** Opening EXTRACTED RECORDS block **

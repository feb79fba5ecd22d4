//! Sampling of curves into polylines and coordinate tables.
//!
//! The parameter is always derived from an integer index (t = i / STEP_COUNT or
//! t = i * step) so that sample counts and the inclusive upper bound do not drift.
use core::fmt;
use core::str::FromStr;

use num_traits::Float;
use serde::{Deserialize, Serialize};
use tracing::{debug, warn};

use crate::bernstein::{eval_axis, eval_point};
use crate::binomial::scalar;
use crate::error::Error;
use crate::matrix::eval_matrix;

/// Number of parameter steps over [0, 1] used to sample a polyline.
pub const STEP_COUNT: usize = 1000;
/// Samples produced by the parametric method, t = 0.001..=1.
pub const PARAMETRIC_SAMPLES: usize = STEP_COUNT;
/// Samples produced by the matrix method, t = 0..=1.
pub const MATRIX_SAMPLES: usize = STEP_COUNT + 1;
/// Upper bound for the number of rows of a coordinate table.
pub const MAX_TABLE_ROWS: usize = 1_000_000;

/// The formulation used to evaluate a curve for drawing.
#[derive(Debug, Default, Copy, Clone, PartialEq, Eq, Serialize, Deserialize)]
#[serde(rename_all = "lowercase")]
pub enum EvaluationMethod {
    /// Direct Bernstein sum per axis
    #[default]
    Parametric,
    /// Basis matrix weighted by the Bernstein basis
    Matrix,
}

impl fmt::Display for EvaluationMethod {
    fn fmt(&self, f: &mut fmt::Formatter<'_>) -> fmt::Result {
        match self {
            EvaluationMethod::Parametric => write!(f, "parametric"),
            EvaluationMethod::Matrix => write!(f, "matrix"),
        }
    }
}

impl FromStr for EvaluationMethod {
    type Err = Error;

    fn from_str(s: &str) -> Result<Self, Self::Err> {
        match s.trim().to_ascii_lowercase().as_str() {
            "parametric" => Ok(EvaluationMethod::Parametric),
            "matrix" => Ok(EvaluationMethod::Matrix),
            _ => Err(Error::UnknownMethod(s.to_string())),
        }
    }
}

/// Lazily evaluated polyline of a curve.
/// A clone continues from the current position, `Samples::new()` starts over.
#[derive(Debug, Clone)]
pub struct Samples<'a, F> {
    method: EvaluationMethod,
    xs: &'a [F],
    ys: &'a [F],
    /// next step index to evaluate
    index: usize,
    /// one past the last step index
    end: usize,
}

impl<'a, F> Samples<'a, F>
where
    F: Float + Default,
{
    /// Create the sample sequence for the given control coordinates.
    /// Fewer than two control points have no curve, the sequence is empty.
    pub fn new(method: EvaluationMethod, xs: &'a [F], ys: &'a [F]) -> Self {
        let start = match method {
            EvaluationMethod::Parametric => 1,
            EvaluationMethod::Matrix => 0,
        };
        let end = if xs.len() < 2 || ys.len() < 2 {
            debug!(
                points = xs.len().min(ys.len()),
                "not enough control points for a curve"
            );
            start
        } else {
            STEP_COUNT + 1
        };
        Samples {
            method,
            xs,
            ys,
            index: start,
            end,
        }
    }

    pub fn method(&self) -> EvaluationMethod {
        self.method
    }
}

impl<F> Iterator for Samples<'_, F>
where
    F: Float + Default,
{
    type Item = (F, F);

    fn next(&mut self) -> Option<Self::Item> {
        if self.index >= self.end {
            return None;
        }
        let t = scalar::<F, _>(self.index) / scalar(STEP_COUNT);
        self.index += 1;
        Some(match self.method {
            EvaluationMethod::Parametric => eval_point(t, self.xs, self.ys),
            EvaluationMethod::Matrix => eval_matrix(t, self.xs, self.ys),
        })
    }

    fn size_hint(&self) -> (usize, Option<usize>) {
        let remaining = self.end - self.index;
        (remaining, Some(remaining))
    }
}

impl<F> ExactSizeIterator for Samples<'_, F> where F: Float + Default {}

/// Polyline of the curve evaluated with the Bernstein sum at t = 0.001, 0.002, ..., 1.
pub fn sample_parametric<F>(xs: &[F], ys: &[F]) -> Vec<(F, F)>
where
    F: Float + Default,
{
    Samples::new(EvaluationMethod::Parametric, xs, ys).collect()
}

/// Polyline of the curve evaluated with the basis matrix at t = 0, 0.001, ..., 1.
pub fn sample_matrix<F>(xs: &[F], ys: &[F]) -> Vec<(F, F)>
where
    F: Float + Default,
{
    Samples::new(EvaluationMethod::Matrix, xs, ys).collect()
}

/// Polyline of the curve for the chosen `method`.
pub fn sample<F>(method: EvaluationMethod, xs: &[F], ys: &[F]) -> Vec<(F, F)>
where
    F: Float + Default,
{
    Samples::new(method, xs, ys).collect()
}

/// One row of the coordinate table.
#[derive(Debug, Copy, Clone, PartialEq, Serialize)]
pub struct TableRow<F> {
    pub t: F,
    pub x: F,
    pub y: F,
}

/// Evaluate the curve with the Bernstein sum at t = 0, step, 2*step, ...
/// for ceil(range / step) + 1 rows.
///
/// Returns an empty table if `step` or `range` is not a finite positive number,
/// if the table would exceed `MAX_TABLE_ROWS` or if there are no control points.
pub fn sample_table<F>(xs: &[F], ys: &[F], step: F, range: F) -> Vec<TableRow<F>>
where
    F: Float + Default,
{
    let valid = |v: F| v.is_finite() && v > F::zero();
    if !valid(step) || !valid(range) {
        debug!("rejecting table sampling parameters");
        return Vec::new();
    }
    if xs.is_empty() || ys.is_empty() {
        return Vec::new();
    }
    let count = match (range / step).ceil().to_usize() {
        Some(steps) if steps < MAX_TABLE_ROWS => steps + 1,
        _ => {
            warn!(max = MAX_TABLE_ROWS, "coordinate table too large, nothing sampled");
            return Vec::new();
        }
    };

    (0..count)
        .map(|i| {
            let t = scalar::<F, _>(i) * step;
            TableRow {
                t,
                x: eval_axis(t, xs),
                y: eval_axis(t, ys),
            }
        })
        .collect()
}
//! Binomial coefficients C(n, k) for Bernstein weighting.
//!
//! Two interchangeable implementations are provided:
//! - `binomial()` multiplicative recurrence, used by the evaluators
//! - `binomial_factorial()` factorial ratio n!/(k!(n-k)!), kept as a reference for small n
//!
//! Both return zero for an index k outside of 0..=n, so an out of range term
//! contributes nothing to a Bernstein sum. A negative `n` cannot be expressed.
use num_traits::{Float, ToPrimitive};
use tinyvec::ArrayVec;

/// Capacity of a row of Pascal's triangle returned by `binomial_row()`.
/// Rows up to degree `MAX_ROW - 1` fit.
pub const MAX_ROW: usize = 32;

/// Convert a primitive number into the scalar type `F`.
/// Every primitive integer is representable (possibly rounded) by a float,
/// the NaN fallback only exists to keep the conversion total.
#[inline]
pub(crate) fn scalar<F: Float, V: ToPrimitive>(value: V) -> F {
    F::from(value).unwrap_or_else(F::nan)
}

/// Binomial coefficient C(n, k) via the multiplicative recurrence
/// C(n, i) = C(n, i-1) * (n - i + 1) / i.
/// Multiplying before dividing keeps every intermediate value an integer,
/// which is exact as long as the coefficients fit the mantissa.
pub fn binomial<F: Float>(n: u32, k: i64) -> F {
    if k < 0 || k > i64::from(n) {
        return F::zero();
    }
    let mut result = F::one();
    for i in 1..=k {
        result = result * scalar::<F, _>(i64::from(n) - i + 1) / scalar(i);
    }
    result
}

/// Binomial coefficient C(n, k) as the factorial ratio n!/(k!(n-k)!).
/// Overflows to infinity (and then NaN) much earlier than `binomial()`.
pub fn binomial_factorial<F: Float>(n: u32, k: i64) -> F {
    if k < 0 || k > i64::from(n) {
        return F::zero();
    }
    // k is within 0..=n here, so both casts are lossless
    let k = k as u32;
    factorial::<F>(n) / (factorial::<F>(k) * factorial::<F>(n - k))
}

/// n! computed iteratively; 0! = 1! = 1.
pub fn factorial<F: Float>(n: u32) -> F {
    (2..=n).fold(F::one(), |acc, i| acc * scalar(i))
}

/// Selects which implementation computes the coefficients.
#[derive(Debug, Default, Copy, Clone, PartialEq, Eq)]
pub enum BinomialStrategy {
    /// Iterative multiplicative recurrence (preferred)
    #[default]
    Multiplicative,
    /// Factorial ratio, only suitable for small n
    Factorial,
}

impl BinomialStrategy {
    pub fn coefficient<F: Float>(&self, n: u32, k: i64) -> F {
        match self {
            BinomialStrategy::Multiplicative => binomial(n, k),
            BinomialStrategy::Factorial => binomial_factorial(n, k),
        }
    }
}

/// Returns the full row C(n, 0..=n) of Pascal's triangle, or None if
/// the row does not fit into the fixed capacity `MAX_ROW`.
pub fn binomial_row<F>(n: u32) -> Option<ArrayVec<[F; MAX_ROW]>>
where
    F: Float + Default,
{
    let len = n as usize + 1;
    if len > MAX_ROW {
        return None;
    }
    let mut row: ArrayVec<[F; MAX_ROW]> = ArrayVec::new();
    let mut c = F::one();
    row.push(c);
    for i in 1..len {
        c = c * scalar::<F, _>(n as usize - i + 1) / scalar(i);
        row.push(c);
    }
    Some(row)
}

#[cfg(test)]
mod tests {
    use super::*;
    use crate::EPSILON;

    #[test]
    fn out_of_range_index_is_zero() {
        for n in 0..=10u32 {
            assert_eq!(binomial::<f64>(n, -1), 0.0);
            assert_eq!(binomial::<f64>(n, i64::from(n) + 1), 0.0);
            assert_eq!(binomial_factorial::<f64>(n, -3), 0.0);
            assert_eq!(binomial_factorial::<f64>(n, i64::from(n) + 2), 0.0);
        }
    }

    #[test]
    fn edges_are_one_and_symmetric() {
        for n in 0..=12u32 {
            let n_k = i64::from(n);
            assert_eq!(binomial::<f64>(n, 0), 1.0);
            assert_eq!(binomial::<f64>(n, n_k), 1.0);
            for k in 0..=n_k {
                assert_eq!(binomial::<f64>(n, k), binomial::<f64>(n, n_k - k));
            }
        }
    }

    #[test]
    fn known_values() {
        assert_eq!(binomial::<f64>(4, 2), 6.0);
        assert_eq!(binomial::<f64>(5, 2), 10.0);
        assert_eq!(binomial::<f64>(7, 3), 35.0);
        assert_eq!(binomial::<f64>(10, 5), 252.0);
        assert_eq!(binomial::<f32>(6, 3), 20.0);
    }

    #[test]
    fn strategies_agree_for_small_degrees() {
        for n in 0..=10u32 {
            for k in -1..=i64::from(n) + 1 {
                let a: f64 = BinomialStrategy::Multiplicative.coefficient(n, k);
                let b: f64 = BinomialStrategy::Factorial.coefficient(n, k);
                assert_eq!(a, b, "C({}, {})", n, k);
            }
        }
        assert_eq!(BinomialStrategy::default(), BinomialStrategy::Multiplicative);
    }

    #[test]
    fn factorial_values() {
        assert_eq!(factorial::<f64>(0), 1.0);
        assert_eq!(factorial::<f64>(1), 1.0);
        assert_eq!(factorial::<f64>(5), 120.0);
        assert_eq!(factorial::<f64>(10), 3_628_800.0);
    }

    #[test]
    fn multiplicative_survives_where_factorial_overflows() {
        // 171! is larger than f64::MAX
        let fact: f64 = binomial_factorial(200, 2);
        assert!(!fact.is_finite());
        let mult: f64 = binomial(200, 2);
        assert!((mult - 19_900.0).abs() < EPSILON);
    }

    #[test]
    fn row_matches_single_coefficients() {
        let row = binomial_row::<f64>(6).unwrap();
        assert_eq!(row.len(), 7);
        for (k, c) in row.iter().enumerate() {
            assert_eq!(*c, binomial::<f64>(6, k as i64));
        }
        assert_eq!(binomial_row::<f64>(0).unwrap().as_slice(), &[1.0]);
        assert!(binomial_row::<f64>(MAX_ROW as u32 - 1).is_some());
        assert!(binomial_row::<f64>(MAX_ROW as u32).is_none());
    }
}
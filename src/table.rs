//! Plain text exports: the coordinate table and the basis matrix.
use std::fs;
use std::path::Path;

use tracing::info;

use crate::error::Result;
use crate::matrix::matrix_string;
use crate::sampler::TableRow;
use crate::NativeFloat;

/// Formats a row as `t = <t>, (<x>, <y>)` with two decimals for the coordinates.
pub fn format_row(row: &TableRow<NativeFloat>) -> String {
    format!(
        "t = {}, ({}, {})",
        format_parameter(row.t),
        fixed2(row.x),
        fixed2(row.y)
    )
}

/// Shortest decimal form of `t`, switching to exponent notation below 1e-6
/// and from 1e21 on with an explicit sign for positive exponents.
fn format_parameter(t: NativeFloat) -> String {
    // adding zero turns a negative zero into a positive one
    let t = t + 0.0;
    let magnitude = t.abs();
    if magnitude != 0.0 && magnitude.is_finite() && (magnitude < 1e-6 || magnitude >= 1e21) {
        let s = format!("{:e}", t);
        return match s.split_once('e') {
            Some((mantissa, exp)) if !exp.starts_with('-') => format!("{}e+{}", mantissa, exp),
            _ => s,
        };
    }
    format!("{}", t)
}

/// Two decimals, an exact tie on the third decimal rounds away from zero.
fn fixed2(value: NativeFloat) -> String {
    let value = value + 0.0;
    // only odd multiples of 1/8 end exactly on a third decimal 5
    if (value * 8.0).fract() == 0.0 && (value * 4.0).fract() != 0.0 {
        let rounded = (value.abs() * 100.0).ceil() / 100.0;
        return format!("{:.2}", rounded.copysign(value));
    }
    format!("{:.2}", value)
}

/// All rows, one per line.
pub fn format_table(rows: &[TableRow<NativeFloat>]) -> String {
    rows.iter().map(format_row).collect::<Vec<_>>().join("\n")
}

/// Write the table to `path`, logging every row.
pub fn write_table(path: &Path, rows: &[TableRow<NativeFloat>]) -> Result<()> {
    for row in rows {
        info!("{}", format_row(row));
    }
    fs::write(path, format_table(rows))?;
    info!(path = %path.display(), rows = rows.len(), "saved coordinate table");
    Ok(())
}

/// Write the basis matrix export to `path`.
pub fn save_matrix(path: &Path) -> Result<()> {
    fs::write(path, matrix_string())?;
    info!(path = %path.display(), "saved basis matrix");
    Ok(())
}
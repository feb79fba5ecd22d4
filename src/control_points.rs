//! The editable list of control points.
//!
//! The order of the points defines the curve: the degree is len() - 1 and the
//! i-th point is weighted by the i-th Bernstein polynomial. Drawing a curve
//! needs at least two points, a lone point can still be shown.
use core::slice;

use serde::{Deserialize, Serialize};
use tracing::debug;

use crate::error::{Error, Result};
use crate::point::ControlPoint;
use crate::NativeFloat;

#[derive(Debug, Default, Clone, PartialEq, Serialize, Deserialize)]
#[serde(transparent)]
pub struct ControlPointSequence {
    points: Vec<ControlPoint>,
}

impl ControlPointSequence {
    pub fn new() -> Self {
        ControlPointSequence { points: Vec::new() }
    }

    /// Builds a sequence, validating every point.
    pub fn from_points<I>(points: I) -> Result<Self>
    where
        I: IntoIterator<Item = ControlPoint>,
    {
        let points = points
            .into_iter()
            .map(ControlPoint::validate)
            .collect::<Result<Vec<_>>>()?;
        Ok(ControlPointSequence { points })
    }

    pub fn len(&self) -> usize {
        self.points.len()
    }

    pub fn is_empty(&self) -> bool {
        self.points.is_empty()
    }

    pub fn iter(&self) -> slice::Iter<'_, ControlPoint> {
        self.points.iter()
    }

    pub fn get(&self, index: usize) -> Option<&ControlPoint> {
        self.points.get(index)
    }

    /// Append a validated point.
    pub fn push(&mut self, point: ControlPoint) -> Result<()> {
        self.points.push(point.validate()?);
        Ok(())
    }

    /// Append a new point at the origin, the editor's blank row.
    pub fn push_default(&mut self) -> usize {
        self.points.push(ControlPoint::default());
        self.points.len() - 1
    }

    /// Replace the point at `index` with a validated one.
    pub fn set(&mut self, index: usize, point: ControlPoint) -> Result<()> {
        let len = self.points.len();
        let slot = self
            .points
            .get_mut(index)
            .ok_or(Error::PointIndex { index, len })?;
        *slot = point.validate()?;
        Ok(())
    }

    /// Remove the point at `index`, later points move down by one.
    pub fn remove(&mut self, index: usize) -> Result<ControlPoint> {
        if index >= self.points.len() {
            return Err(Error::PointIndex {
                index,
                len: self.points.len(),
            });
        }
        let removed = self.points.remove(index);
        debug!(index, remaining = self.points.len(), "removed control point");
        Ok(removed)
    }

    /// Degree of the curve through these points, None for an empty sequence.
    pub fn degree(&self) -> Option<usize> {
        self.points.len().checked_sub(1)
    }

    /// Whether there are enough points for a curve.
    pub fn can_draw_curve(&self) -> bool {
        self.points.len() >= 2
    }

    /// Split into the scalar control values per axis, mapped by `f` first.
    pub fn axes_with<F>(&self, f: F) -> (Vec<NativeFloat>, Vec<NativeFloat>)
    where
        F: Fn(ControlPoint) -> ControlPoint,
    {
        self.points.iter().map(|p| f(*p)).map(|p| (p.x, p.y)).unzip()
    }

    /// Split into the scalar control values per axis.
    pub fn axes(&self) -> (Vec<NativeFloat>, Vec<NativeFloat>) {
        self.axes_with(|p| p)
    }
}

impl<'a> IntoIterator for &'a ControlPointSequence {
    type Item = &'a ControlPoint;
    type IntoIter = slice::Iter<'a, ControlPoint>;

    fn into_iter(self) -> slice::Iter<'a, ControlPoint> {
        self.points.iter()
    }
}
//! Multiplexed stdout/stderr framing used by attach, logs, and exec
//!
//! Each frame is an 8-byte header (stream id, three zero bytes, big-endian
//! payload length) followed by the payload. Containers created with a TTY
//! skip the envelope and send raw bytes.

use std::io::{self, Read};

use crate::api::decode::RawStream;
use crate::{Error, Result};

const HEADER_LEN: usize = 8;

#[derive(Debug, Clone, Copy, PartialEq, Eq, Hash)]
pub enum StdStream {
    Stdin,
    Stdout,
    Stderr,
}

impl StdStream {
    pub fn from_byte(b: u8) -> Option<Self> {
        match b {
            0 => Some(StdStream::Stdin),
            1 => Some(StdStream::Stdout),
            2 => Some(StdStream::Stderr),
            _ => None,
        }
    }

    pub fn as_byte(self) -> u8 {
        match self {
            StdStream::Stdin => 0,
            StdStream::Stdout => 1,
            StdStream::Stderr => 2,
        }
    }
}

/// Encode one frame; payloads must fit the 32-bit length field
pub fn encode_frame(stream: StdStream, payload: &[u8]) -> Result<Vec<u8>> {
    let len = payload_len(payload.len())?;
    let mut frame = Vec::with_capacity(HEADER_LEN + payload.len());
    frame.push(stream.as_byte());
    frame.extend_from_slice(&[0, 0, 0]);
    frame.extend_from_slice(&len.to_be_bytes());
    frame.extend_from_slice(payload);
    Ok(frame)
}

fn payload_len(len: usize) -> Result<u32> {
    u32::try_from(len)
        .map_err(|_| Error::InvalidArgument(format!("frame payload of {} bytes exceeds 4 GiB", len)))
}

/// Fill `buf` completely; returns how many bytes were read before EOF
fn read_full<R: Read>(reader: &mut R, buf: &mut [u8]) -> io::Result<usize> {
    let mut filled = 0;
    while filled < buf.len() {
        match reader.read(&mut buf[filled..]) {
            Ok(0) => break,
            Ok(n) => filled += n,
            Err(e) if e.kind() == io::ErrorKind::Interrupted => continue,
            Err(e) => return Err(e),
        }
    }
    Ok(filled)
}

/// Lazily decodes frames from a reader
///
/// EOF on a frame boundary ends the sequence. EOF anywhere else is a
/// [`Error::StreamParse`]; the reader is then fused.
pub struct FrameReader<R> {
    reader: Option<R>,
}

impl<R: Read> FrameReader<R> {
    pub fn new(reader: R) -> Self {
        Self {
            reader: Some(reader),
        }
    }

    pub fn close(&mut self) {
        self.reader = None;
    }

    fn read_frame(reader: &mut R) -> Result<Option<(StdStream, Vec<u8>)>> {
        let mut header = [0u8; HEADER_LEN];
        let n = read_full(reader, &mut header)?;
        if n == 0 {
            return Ok(None);
        }
        if n < HEADER_LEN {
            return Err(Error::StreamParse(format!(
                "truncated frame header: got {} of {} bytes",
                n, HEADER_LEN
            )));
        }

        let stream = StdStream::from_byte(header[0])
            .ok_or_else(|| Error::StreamParse(format!("unknown stream id {}", header[0])))?;
        let len = u32::from_be_bytes([header[4], header[5], header[6], header[7]]) as usize;

        let mut payload = vec![0u8; len];
        let got = read_full(reader, &mut payload)?;
        if got < len {
            return Err(Error::StreamParse(format!(
                "truncated frame payload: declared {} bytes, got {}",
                len, got
            )));
        }
        Ok(Some((stream, payload)))
    }
}

impl<R: Read> Iterator for FrameReader<R> {
    type Item = Result<(StdStream, Vec<u8>)>;

    fn next(&mut self) -> Option<Self::Item> {
        let reader = self.reader.as_mut()?;
        match Self::read_frame(reader) {
            Ok(Some(frame)) => Some(Ok(frame)),
            Ok(None) => {
                self.reader = None;
                None
            }
            Err(e) => {
                self.reader = None;
                Some(Err(e))
            }
        }
    }
}

/// Concatenate every payload in the stream
pub fn demux_all<R: Read>(reader: R) -> Result<Vec<u8>> {
    let mut out = Vec::new();
    for frame in FrameReader::new(reader) {
        let (_, payload) = frame?;
        out.extend_from_slice(&payload);
    }
    Ok(out)
}

enum LogSource {
    Multiplexed(FrameReader<Box<dyn Read + Send>>),
    Tty(RawStream),
}

/// Output of attach/logs/exec as `(stream, bytes)` chunks
///
/// TTY output carries no stream markers and is reported as stdout.
/// Follow-mode streams never end on their own; call [`LogStream::close`]
/// to release the connection early.
pub struct LogStream {
    source: Option<LogSource>,
}

impl LogStream {
    pub fn multiplexed(reader: Box<dyn Read + Send>) -> Self {
        Self {
            source: Some(LogSource::Multiplexed(FrameReader::new(reader))),
        }
    }

    pub fn tty(reader: Box<dyn Read + Send>) -> Self {
        Self {
            source: Some(LogSource::Tty(RawStream::from_reader(reader))),
        }
    }

    pub fn new(reader: Box<dyn Read + Send>, tty: bool) -> Self {
        if tty {
            Self::tty(reader)
        } else {
            Self::multiplexed(reader)
        }
    }

    /// Drain the stream into one buffer, ignoring stream markers
    pub fn into_bytes(self) -> Result<Vec<u8>> {
        let mut out = Vec::new();
        for chunk in self {
            out.extend_from_slice(&chunk?.1);
        }
        Ok(out)
    }

    pub fn close(&mut self) {
        if self.source.take().is_some() {
            tracing::trace!("log stream closed");
        }
    }
}

impl Iterator for LogStream {
    type Item = Result<(StdStream, Vec<u8>)>;

    fn next(&mut self) -> Option<Self::Item> {
        let item = match self.source.as_mut()? {
            LogSource::Multiplexed(frames) => frames.next(),
            LogSource::Tty(raw) => raw.next().map(|c| c.map(|bytes| (StdStream::Stdout, bytes))),
        };
        if item.is_none() {
            self.source = None;
        }
        item
    }
}

#[cfg(test)]
mod tests {
    use super::*;
    use std::io::Cursor;

    /// Reader that hands out at most `step` bytes per call
    struct Trickle {
        data: Vec<u8>,
        pos: usize,
        step: usize,
    }

    impl Read for Trickle {
        fn read(&mut self, buf: &mut [u8]) -> io::Result<usize> {
            let n = buf.len().min(self.step).min(self.data.len() - self.pos);
            buf[..n].copy_from_slice(&self.data[self.pos..self.pos + n]);
            self.pos += n;
            Ok(n)
        }
    }

    #[test]
    fn test_frames_roundtrip_across_chunk_boundaries() {
        let big: Vec<u8> = (0..70_000u32).map(|i| (i % 251) as u8).collect();
        let frames = vec![
            (StdStream::Stdout, b"hello\n".to_vec()),
            (StdStream::Stderr, Vec::new()),
            (StdStream::Stdout, big),
            (StdStream::Stderr, b"oops".to_vec()),
        ];
        let wire: Vec<u8> = frames
            .iter()
            .flat_map(|(s, p)| encode_frame(*s, p).unwrap())
            .collect();

        let reader = Trickle { data: wire, pos: 0, step: 4093 };
        let decoded: Vec<_> = FrameReader::new(reader).map(|f| f.unwrap()).collect();
        assert_eq!(decoded, frames);
    }

    #[test]
    fn test_truncated_payload_is_an_error() {
        let mut wire = encode_frame(StdStream::Stdout, b"abcdef").unwrap();
        wire.truncate(wire.len() - 2);
        let mut reader = FrameReader::new(Cursor::new(wire));
        assert!(matches!(reader.next(), Some(Err(Error::StreamParse(_)))));
        assert!(reader.next().is_none());
    }

    #[test]
    fn test_truncated_header_is_an_error() {
        let mut wire = encode_frame(StdStream::Stdout, b"ok").unwrap();
        wire.extend_from_slice(&[1, 0, 0]);
        let results: Vec<_> = FrameReader::new(Cursor::new(wire)).collect();
        assert_eq!(results.len(), 2);
        assert!(results[0].is_ok());
        assert!(matches!(results[1], Err(Error::StreamParse(_))));
    }

    #[test]
    fn test_unknown_stream_id() {
        let mut wire = encode_frame(StdStream::Stdout, b"x").unwrap();
        wire[0] = 7;
        assert!(demux_all(Cursor::new(wire)).is_err());
    }

    #[test]
    fn test_oversized_payload_is_rejected() {
        assert_eq!(payload_len(u32::MAX as usize).unwrap(), u32::MAX);
        assert!(matches!(
            payload_len(u32::MAX as usize + 1),
            Err(Error::InvalidArgument(_))
        ));
    }

    #[test]
    fn test_demux_concatenates() {
        let mut wire = encode_frame(StdStream::Stdout, b"hello ").unwrap();
        wire.extend(encode_frame(StdStream::Stderr, b"world").unwrap());
        assert_eq!(demux_all(Cursor::new(wire)).unwrap(), b"hello world");
    }

    #[test]
    fn test_tty_output_passes_through() {
        let stream = LogStream::new(Box::new(Cursor::new(b"\x01raw tty".to_vec())), true);
        assert_eq!(stream.into_bytes().unwrap(), b"\x01raw tty");
    }
}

** Closing EXTRACTED RECORDS block **

WHAT TO WORK ON
One inclusive range is required: first line of the data through the line containing "do not drift.". Set it down exactly and output nothing else.

TASK RESULT
repository feb79fba5ecd22d4
//! Sampling of curves into polylines and coordinate tables.
//!
//! The parameter is always derived from an integer index (t = i / STEP_COUNT or
//! t = i * step) so that sample counts and the inclusive upper bound do not drift.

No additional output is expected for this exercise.